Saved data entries
○ ○ ○ ○

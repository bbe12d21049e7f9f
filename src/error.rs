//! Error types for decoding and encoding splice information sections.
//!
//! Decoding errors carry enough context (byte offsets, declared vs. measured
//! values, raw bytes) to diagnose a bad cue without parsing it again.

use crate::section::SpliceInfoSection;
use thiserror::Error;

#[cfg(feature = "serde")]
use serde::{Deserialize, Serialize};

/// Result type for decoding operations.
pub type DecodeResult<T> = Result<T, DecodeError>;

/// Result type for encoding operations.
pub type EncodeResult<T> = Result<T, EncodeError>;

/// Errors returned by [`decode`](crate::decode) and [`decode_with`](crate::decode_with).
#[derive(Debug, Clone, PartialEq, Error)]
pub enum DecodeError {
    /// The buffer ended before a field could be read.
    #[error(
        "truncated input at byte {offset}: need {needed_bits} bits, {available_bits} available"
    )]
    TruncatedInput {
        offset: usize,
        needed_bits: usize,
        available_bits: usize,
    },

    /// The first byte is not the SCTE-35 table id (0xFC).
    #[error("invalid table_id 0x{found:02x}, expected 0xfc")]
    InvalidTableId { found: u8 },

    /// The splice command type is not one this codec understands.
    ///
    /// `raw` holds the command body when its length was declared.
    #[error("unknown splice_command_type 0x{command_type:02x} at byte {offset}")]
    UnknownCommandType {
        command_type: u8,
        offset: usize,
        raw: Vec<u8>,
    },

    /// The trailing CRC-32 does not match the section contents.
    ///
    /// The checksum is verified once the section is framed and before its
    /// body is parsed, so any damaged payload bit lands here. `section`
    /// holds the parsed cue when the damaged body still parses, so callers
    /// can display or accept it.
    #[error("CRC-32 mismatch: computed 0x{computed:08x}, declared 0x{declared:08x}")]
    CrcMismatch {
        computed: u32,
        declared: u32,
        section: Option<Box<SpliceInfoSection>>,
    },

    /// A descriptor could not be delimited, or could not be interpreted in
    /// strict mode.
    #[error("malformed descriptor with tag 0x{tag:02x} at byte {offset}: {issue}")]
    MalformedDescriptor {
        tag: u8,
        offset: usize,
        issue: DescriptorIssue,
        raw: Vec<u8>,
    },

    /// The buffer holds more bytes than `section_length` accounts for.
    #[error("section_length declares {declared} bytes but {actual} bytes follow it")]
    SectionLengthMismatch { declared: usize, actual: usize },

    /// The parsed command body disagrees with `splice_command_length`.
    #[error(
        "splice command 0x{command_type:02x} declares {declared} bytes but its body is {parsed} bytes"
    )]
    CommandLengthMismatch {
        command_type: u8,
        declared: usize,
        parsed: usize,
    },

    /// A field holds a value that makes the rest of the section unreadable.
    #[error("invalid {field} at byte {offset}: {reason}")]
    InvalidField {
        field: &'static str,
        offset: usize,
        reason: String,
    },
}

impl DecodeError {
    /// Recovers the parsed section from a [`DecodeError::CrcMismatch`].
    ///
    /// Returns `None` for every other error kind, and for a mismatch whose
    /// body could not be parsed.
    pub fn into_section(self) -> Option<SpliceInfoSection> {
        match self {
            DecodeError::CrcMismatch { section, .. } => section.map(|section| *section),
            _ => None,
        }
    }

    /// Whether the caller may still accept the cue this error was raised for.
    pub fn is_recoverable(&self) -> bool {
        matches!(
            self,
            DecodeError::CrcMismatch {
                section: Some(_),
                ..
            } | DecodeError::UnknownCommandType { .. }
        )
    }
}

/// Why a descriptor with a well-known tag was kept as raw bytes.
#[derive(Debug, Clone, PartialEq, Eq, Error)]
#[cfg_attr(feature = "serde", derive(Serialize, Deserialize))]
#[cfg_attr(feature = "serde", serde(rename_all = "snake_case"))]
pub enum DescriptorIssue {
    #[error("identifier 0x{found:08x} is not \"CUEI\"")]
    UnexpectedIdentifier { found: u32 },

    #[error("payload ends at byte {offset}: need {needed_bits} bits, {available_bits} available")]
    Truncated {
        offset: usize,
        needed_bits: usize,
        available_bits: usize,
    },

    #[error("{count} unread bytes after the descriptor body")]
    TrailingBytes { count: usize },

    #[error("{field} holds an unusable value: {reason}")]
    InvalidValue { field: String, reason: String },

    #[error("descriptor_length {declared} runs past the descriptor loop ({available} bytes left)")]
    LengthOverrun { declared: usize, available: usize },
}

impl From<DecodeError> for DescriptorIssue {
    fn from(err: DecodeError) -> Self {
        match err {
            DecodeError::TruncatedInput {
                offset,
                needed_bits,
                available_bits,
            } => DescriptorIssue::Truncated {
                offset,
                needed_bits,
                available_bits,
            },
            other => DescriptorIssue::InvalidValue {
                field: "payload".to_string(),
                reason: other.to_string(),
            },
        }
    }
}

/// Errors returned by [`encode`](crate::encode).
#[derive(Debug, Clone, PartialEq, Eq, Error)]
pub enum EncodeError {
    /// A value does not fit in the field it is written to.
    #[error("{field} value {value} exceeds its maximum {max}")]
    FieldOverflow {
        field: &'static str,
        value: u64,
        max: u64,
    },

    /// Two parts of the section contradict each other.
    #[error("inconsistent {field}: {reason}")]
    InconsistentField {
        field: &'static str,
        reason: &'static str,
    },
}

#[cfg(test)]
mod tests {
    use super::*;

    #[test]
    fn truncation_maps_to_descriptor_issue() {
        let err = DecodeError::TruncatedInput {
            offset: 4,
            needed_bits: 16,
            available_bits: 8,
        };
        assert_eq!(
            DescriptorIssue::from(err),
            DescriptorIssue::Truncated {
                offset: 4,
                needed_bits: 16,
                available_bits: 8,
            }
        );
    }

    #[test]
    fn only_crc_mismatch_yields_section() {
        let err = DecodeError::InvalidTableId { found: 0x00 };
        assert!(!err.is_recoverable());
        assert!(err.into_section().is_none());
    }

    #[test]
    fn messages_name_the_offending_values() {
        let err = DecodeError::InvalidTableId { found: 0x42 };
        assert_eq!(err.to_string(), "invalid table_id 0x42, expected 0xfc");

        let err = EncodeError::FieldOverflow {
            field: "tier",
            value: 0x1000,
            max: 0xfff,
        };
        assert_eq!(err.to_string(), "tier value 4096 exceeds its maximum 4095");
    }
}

○ ○ ○ ○

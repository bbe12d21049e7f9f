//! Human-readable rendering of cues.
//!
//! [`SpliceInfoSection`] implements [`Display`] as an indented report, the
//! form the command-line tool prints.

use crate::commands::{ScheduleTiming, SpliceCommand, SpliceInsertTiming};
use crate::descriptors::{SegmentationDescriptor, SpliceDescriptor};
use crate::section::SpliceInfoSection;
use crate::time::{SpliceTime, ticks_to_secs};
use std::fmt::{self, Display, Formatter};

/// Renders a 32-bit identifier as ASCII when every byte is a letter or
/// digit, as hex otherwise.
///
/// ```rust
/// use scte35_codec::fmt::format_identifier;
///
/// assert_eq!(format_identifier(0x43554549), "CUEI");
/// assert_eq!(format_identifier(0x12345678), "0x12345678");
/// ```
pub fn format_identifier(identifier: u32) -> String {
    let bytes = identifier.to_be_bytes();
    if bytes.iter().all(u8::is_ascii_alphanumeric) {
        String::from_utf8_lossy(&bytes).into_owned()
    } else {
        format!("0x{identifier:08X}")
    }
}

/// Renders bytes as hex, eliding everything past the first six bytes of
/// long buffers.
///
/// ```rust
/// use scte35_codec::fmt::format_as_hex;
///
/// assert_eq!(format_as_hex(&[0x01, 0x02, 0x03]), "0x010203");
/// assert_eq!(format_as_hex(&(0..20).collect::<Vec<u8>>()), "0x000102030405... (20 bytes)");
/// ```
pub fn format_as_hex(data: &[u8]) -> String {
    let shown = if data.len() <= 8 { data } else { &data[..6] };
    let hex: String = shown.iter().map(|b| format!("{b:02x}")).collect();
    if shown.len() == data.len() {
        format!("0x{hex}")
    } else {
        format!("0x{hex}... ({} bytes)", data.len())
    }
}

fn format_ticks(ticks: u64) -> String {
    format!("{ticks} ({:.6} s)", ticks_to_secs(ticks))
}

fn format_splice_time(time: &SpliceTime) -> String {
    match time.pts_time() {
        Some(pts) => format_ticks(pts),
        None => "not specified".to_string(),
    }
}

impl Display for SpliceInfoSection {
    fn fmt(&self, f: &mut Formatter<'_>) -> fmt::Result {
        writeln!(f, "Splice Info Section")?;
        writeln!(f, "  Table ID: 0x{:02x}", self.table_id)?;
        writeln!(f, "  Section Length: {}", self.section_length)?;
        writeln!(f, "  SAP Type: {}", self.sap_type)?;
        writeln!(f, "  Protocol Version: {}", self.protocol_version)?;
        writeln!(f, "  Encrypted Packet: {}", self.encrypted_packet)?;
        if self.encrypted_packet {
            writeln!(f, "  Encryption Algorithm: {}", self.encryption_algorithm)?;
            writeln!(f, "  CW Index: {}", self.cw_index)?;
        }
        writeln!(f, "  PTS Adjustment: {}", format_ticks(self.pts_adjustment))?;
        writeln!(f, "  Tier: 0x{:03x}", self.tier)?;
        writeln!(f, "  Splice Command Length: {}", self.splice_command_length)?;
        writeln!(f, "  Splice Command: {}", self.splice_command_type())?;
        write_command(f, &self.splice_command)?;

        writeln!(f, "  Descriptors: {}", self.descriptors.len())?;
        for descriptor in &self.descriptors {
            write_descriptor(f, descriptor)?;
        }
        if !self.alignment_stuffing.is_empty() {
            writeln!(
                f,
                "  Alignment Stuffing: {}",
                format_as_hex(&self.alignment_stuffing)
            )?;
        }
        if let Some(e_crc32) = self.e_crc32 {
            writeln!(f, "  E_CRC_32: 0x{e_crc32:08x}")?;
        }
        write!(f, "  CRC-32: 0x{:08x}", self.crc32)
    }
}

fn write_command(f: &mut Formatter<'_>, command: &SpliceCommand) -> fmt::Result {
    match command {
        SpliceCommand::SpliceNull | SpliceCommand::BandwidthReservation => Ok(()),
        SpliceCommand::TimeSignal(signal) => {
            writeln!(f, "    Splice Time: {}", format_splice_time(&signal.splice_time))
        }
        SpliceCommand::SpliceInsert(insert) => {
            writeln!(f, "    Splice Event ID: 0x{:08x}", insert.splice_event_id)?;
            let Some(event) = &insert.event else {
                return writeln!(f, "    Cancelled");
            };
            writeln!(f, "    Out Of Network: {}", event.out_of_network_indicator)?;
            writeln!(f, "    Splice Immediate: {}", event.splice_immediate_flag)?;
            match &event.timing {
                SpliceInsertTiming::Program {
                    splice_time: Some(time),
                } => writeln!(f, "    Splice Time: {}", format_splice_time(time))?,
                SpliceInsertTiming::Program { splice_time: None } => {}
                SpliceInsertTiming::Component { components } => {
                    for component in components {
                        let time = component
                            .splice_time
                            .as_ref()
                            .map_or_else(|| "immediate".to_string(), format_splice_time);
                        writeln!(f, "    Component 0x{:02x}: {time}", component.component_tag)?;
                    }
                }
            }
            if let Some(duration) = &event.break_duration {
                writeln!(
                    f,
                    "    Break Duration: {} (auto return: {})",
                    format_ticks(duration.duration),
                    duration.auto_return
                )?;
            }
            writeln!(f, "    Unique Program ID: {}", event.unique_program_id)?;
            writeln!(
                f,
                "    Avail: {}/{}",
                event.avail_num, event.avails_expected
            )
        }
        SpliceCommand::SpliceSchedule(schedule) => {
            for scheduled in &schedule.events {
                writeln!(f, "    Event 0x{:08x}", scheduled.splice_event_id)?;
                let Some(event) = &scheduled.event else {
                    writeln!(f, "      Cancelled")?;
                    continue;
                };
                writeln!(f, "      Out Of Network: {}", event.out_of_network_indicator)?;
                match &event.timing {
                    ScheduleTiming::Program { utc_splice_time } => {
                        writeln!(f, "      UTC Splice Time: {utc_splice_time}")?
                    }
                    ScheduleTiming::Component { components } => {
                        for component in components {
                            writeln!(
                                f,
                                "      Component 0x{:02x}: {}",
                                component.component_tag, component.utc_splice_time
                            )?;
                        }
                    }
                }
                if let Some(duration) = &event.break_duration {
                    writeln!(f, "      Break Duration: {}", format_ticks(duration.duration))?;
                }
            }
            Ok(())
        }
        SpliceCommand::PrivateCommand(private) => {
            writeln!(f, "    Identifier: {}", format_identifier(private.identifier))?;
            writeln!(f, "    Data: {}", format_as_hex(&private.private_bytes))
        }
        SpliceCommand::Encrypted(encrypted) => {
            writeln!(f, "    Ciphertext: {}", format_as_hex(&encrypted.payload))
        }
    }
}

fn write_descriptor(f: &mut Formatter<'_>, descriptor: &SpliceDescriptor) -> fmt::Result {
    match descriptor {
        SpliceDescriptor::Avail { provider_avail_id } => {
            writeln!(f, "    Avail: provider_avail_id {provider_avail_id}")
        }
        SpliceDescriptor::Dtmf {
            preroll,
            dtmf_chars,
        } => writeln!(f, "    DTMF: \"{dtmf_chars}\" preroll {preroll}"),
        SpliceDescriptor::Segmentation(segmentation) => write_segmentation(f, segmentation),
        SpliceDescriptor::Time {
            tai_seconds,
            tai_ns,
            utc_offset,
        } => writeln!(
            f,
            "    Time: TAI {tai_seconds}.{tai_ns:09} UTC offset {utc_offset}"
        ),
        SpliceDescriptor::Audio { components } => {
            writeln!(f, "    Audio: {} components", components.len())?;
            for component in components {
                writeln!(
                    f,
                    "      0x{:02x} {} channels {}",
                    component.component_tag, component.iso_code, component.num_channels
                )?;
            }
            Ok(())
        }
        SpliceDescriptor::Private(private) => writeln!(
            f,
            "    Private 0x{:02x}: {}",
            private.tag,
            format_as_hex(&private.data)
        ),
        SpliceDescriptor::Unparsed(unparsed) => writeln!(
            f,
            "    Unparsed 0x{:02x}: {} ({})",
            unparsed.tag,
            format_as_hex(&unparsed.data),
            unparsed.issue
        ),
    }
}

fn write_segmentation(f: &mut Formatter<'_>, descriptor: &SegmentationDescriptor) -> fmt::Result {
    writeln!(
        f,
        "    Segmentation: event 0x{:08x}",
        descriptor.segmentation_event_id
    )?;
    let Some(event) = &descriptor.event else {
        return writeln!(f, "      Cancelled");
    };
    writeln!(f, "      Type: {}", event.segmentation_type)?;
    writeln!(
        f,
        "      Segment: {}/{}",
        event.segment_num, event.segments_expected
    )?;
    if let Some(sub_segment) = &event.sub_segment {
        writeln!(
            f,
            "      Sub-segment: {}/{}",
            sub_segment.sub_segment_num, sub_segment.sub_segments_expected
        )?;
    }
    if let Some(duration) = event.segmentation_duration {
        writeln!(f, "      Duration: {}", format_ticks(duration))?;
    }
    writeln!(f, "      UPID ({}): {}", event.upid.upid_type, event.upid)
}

○ ○ ○ ○

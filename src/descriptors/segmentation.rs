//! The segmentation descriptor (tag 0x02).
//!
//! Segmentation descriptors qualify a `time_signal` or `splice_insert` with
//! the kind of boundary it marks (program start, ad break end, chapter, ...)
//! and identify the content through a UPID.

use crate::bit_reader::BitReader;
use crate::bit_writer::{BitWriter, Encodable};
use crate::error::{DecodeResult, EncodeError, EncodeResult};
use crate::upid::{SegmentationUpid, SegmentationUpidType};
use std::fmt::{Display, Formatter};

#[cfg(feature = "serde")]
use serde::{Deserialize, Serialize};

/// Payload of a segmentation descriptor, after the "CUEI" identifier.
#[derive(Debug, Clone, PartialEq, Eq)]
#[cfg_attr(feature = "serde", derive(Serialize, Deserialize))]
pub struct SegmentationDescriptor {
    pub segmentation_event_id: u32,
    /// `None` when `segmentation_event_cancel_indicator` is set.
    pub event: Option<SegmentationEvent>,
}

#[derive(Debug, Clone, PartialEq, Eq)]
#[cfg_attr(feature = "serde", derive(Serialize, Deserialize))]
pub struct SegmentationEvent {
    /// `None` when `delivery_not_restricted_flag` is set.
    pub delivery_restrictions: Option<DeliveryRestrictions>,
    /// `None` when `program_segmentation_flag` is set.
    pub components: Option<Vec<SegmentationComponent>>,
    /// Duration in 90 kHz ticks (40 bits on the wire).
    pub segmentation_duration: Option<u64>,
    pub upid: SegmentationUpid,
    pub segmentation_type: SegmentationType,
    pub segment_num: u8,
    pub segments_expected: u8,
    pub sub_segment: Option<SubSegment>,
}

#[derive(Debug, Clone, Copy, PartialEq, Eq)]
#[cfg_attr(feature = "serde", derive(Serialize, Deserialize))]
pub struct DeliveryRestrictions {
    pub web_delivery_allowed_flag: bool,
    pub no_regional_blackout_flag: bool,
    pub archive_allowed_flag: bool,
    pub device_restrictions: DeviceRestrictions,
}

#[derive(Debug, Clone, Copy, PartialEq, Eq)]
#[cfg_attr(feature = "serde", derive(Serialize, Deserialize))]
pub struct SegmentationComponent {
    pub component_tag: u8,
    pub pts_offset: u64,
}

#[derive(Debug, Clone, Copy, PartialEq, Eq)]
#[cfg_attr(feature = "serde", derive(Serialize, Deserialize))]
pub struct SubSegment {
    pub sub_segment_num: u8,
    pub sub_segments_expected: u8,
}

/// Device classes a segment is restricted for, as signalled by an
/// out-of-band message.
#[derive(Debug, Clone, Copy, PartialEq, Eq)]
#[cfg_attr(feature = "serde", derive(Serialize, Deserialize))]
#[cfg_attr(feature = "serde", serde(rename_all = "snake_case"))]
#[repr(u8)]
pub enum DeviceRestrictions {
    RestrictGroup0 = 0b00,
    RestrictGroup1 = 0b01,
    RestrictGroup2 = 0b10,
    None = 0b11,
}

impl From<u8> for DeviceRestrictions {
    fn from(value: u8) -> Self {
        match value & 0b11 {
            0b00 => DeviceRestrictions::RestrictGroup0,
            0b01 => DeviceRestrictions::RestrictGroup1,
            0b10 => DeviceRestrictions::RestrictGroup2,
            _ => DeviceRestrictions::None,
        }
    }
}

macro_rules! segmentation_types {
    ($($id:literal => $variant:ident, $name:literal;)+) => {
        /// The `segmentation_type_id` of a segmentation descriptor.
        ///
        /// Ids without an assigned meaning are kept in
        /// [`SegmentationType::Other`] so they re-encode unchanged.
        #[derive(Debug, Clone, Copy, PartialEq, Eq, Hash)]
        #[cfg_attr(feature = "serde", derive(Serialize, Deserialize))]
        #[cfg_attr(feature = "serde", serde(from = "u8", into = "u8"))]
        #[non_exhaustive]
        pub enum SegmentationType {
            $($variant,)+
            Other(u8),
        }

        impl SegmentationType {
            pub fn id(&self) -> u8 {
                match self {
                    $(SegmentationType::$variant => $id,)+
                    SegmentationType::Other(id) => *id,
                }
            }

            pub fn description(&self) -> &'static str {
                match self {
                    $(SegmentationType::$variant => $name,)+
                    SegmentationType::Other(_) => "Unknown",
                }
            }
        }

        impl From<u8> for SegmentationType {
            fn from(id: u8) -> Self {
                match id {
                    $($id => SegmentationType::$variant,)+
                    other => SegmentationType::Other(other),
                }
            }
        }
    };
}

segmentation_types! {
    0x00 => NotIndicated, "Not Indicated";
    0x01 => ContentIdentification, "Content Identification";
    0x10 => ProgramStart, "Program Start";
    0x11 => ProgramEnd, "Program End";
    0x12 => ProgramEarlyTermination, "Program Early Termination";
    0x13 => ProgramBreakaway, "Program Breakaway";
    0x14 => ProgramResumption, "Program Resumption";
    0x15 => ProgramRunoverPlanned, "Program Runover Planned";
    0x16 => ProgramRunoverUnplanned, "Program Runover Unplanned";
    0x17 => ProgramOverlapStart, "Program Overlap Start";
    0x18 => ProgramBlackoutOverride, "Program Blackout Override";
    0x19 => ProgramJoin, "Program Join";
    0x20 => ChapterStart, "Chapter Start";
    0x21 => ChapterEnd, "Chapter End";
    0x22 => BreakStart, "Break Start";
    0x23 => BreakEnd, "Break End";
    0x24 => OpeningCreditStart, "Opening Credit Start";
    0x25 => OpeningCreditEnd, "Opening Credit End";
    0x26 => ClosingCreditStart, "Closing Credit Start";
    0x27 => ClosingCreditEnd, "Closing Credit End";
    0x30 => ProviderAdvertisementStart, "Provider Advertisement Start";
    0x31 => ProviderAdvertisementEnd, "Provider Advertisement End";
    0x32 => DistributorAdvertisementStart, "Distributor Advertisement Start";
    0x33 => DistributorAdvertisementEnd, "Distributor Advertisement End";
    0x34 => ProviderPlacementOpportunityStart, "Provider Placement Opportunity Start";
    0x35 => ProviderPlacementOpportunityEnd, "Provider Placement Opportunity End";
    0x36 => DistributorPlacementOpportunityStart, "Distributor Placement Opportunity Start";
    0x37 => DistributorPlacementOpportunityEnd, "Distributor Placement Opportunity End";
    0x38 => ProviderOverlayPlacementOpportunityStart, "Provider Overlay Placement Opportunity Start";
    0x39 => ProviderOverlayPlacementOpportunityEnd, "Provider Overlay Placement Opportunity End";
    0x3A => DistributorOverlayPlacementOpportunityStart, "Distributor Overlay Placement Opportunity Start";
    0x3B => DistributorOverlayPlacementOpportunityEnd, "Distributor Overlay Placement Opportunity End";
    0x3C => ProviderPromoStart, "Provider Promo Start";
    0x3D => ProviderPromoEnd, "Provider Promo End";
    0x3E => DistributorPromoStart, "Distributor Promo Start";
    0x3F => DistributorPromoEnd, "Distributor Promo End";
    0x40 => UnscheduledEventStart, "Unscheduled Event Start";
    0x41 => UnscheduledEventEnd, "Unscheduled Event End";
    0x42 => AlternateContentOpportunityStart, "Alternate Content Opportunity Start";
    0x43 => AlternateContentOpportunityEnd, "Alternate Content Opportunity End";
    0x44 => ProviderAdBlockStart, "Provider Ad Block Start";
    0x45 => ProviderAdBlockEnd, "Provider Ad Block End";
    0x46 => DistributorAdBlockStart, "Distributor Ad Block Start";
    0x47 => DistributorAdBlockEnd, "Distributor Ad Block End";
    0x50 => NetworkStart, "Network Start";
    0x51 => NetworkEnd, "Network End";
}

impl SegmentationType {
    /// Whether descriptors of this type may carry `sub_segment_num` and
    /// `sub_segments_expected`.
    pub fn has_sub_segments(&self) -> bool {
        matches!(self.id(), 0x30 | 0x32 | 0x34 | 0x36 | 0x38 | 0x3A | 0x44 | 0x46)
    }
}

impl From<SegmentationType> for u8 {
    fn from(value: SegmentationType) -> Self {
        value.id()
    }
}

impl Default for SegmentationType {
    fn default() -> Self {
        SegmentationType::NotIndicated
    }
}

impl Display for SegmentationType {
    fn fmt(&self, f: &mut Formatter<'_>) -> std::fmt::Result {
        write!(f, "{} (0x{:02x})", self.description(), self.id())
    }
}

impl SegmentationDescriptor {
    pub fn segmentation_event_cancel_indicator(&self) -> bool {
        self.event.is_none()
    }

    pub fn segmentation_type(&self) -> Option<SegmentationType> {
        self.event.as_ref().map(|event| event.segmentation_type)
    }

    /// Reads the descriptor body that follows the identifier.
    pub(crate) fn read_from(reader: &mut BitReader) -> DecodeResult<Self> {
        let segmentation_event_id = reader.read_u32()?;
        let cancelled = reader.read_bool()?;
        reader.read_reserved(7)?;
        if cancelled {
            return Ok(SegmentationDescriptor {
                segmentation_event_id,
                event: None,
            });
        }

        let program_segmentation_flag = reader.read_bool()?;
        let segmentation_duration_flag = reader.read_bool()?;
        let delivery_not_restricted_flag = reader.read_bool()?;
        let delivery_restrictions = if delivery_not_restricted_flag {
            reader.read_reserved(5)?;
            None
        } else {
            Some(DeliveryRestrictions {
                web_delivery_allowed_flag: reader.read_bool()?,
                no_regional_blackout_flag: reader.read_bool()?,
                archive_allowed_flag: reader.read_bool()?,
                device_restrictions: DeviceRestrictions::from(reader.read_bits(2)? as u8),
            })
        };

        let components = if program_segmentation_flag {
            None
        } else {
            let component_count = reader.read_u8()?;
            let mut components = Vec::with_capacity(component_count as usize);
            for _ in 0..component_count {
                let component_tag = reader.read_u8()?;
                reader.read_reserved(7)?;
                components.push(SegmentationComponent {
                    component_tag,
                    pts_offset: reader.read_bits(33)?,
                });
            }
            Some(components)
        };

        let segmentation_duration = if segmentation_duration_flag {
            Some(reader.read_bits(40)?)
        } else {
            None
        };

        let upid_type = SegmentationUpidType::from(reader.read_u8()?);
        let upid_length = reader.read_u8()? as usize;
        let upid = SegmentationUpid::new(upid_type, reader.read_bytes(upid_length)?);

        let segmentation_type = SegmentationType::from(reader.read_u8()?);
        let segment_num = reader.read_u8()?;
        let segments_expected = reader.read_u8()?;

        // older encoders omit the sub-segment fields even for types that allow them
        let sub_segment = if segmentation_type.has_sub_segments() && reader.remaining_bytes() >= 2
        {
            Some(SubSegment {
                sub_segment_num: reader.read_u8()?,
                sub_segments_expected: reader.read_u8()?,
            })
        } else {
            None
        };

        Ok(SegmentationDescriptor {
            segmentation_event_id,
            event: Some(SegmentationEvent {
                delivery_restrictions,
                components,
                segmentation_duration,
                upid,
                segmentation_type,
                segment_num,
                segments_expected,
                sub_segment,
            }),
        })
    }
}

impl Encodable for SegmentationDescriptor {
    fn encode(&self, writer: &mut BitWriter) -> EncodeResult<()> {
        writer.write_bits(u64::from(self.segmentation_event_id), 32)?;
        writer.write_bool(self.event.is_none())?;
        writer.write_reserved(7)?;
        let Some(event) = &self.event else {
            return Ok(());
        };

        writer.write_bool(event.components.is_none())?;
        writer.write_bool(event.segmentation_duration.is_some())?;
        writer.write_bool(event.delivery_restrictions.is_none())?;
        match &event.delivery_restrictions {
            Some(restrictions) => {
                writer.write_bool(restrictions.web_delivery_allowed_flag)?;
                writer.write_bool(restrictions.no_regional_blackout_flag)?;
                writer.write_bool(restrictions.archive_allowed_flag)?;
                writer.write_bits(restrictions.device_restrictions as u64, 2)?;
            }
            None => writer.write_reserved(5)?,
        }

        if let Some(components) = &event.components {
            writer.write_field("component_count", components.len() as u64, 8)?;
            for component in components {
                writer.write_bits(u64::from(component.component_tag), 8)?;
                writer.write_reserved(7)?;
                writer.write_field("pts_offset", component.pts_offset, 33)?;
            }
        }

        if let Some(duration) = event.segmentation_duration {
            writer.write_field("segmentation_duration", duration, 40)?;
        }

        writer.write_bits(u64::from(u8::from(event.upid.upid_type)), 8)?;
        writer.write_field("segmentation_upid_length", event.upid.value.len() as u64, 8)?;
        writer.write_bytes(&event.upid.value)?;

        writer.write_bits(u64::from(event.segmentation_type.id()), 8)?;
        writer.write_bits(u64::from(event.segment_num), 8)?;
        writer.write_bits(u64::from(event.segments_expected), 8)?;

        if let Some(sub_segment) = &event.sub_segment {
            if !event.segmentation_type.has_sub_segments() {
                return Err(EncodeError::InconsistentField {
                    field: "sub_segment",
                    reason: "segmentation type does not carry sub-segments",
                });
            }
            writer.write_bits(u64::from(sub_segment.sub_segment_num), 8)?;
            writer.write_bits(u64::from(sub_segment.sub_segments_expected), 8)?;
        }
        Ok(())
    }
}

○ ○ ○ ○

_Assignment_.
Show each line of the records above containing "SpliceInfoSection".

_Task output_.
use crate::section::SpliceInfoSection;
        section: Option<Box<SpliceInfoSection>>,
    pub fn into_section(self) -> Option<SpliceInfoSection> {
//! [`SpliceInfoSection`] implements [`Display`] as an indented report, the
use crate::section::SpliceInfoSection;
impl Display for SpliceInfoSection {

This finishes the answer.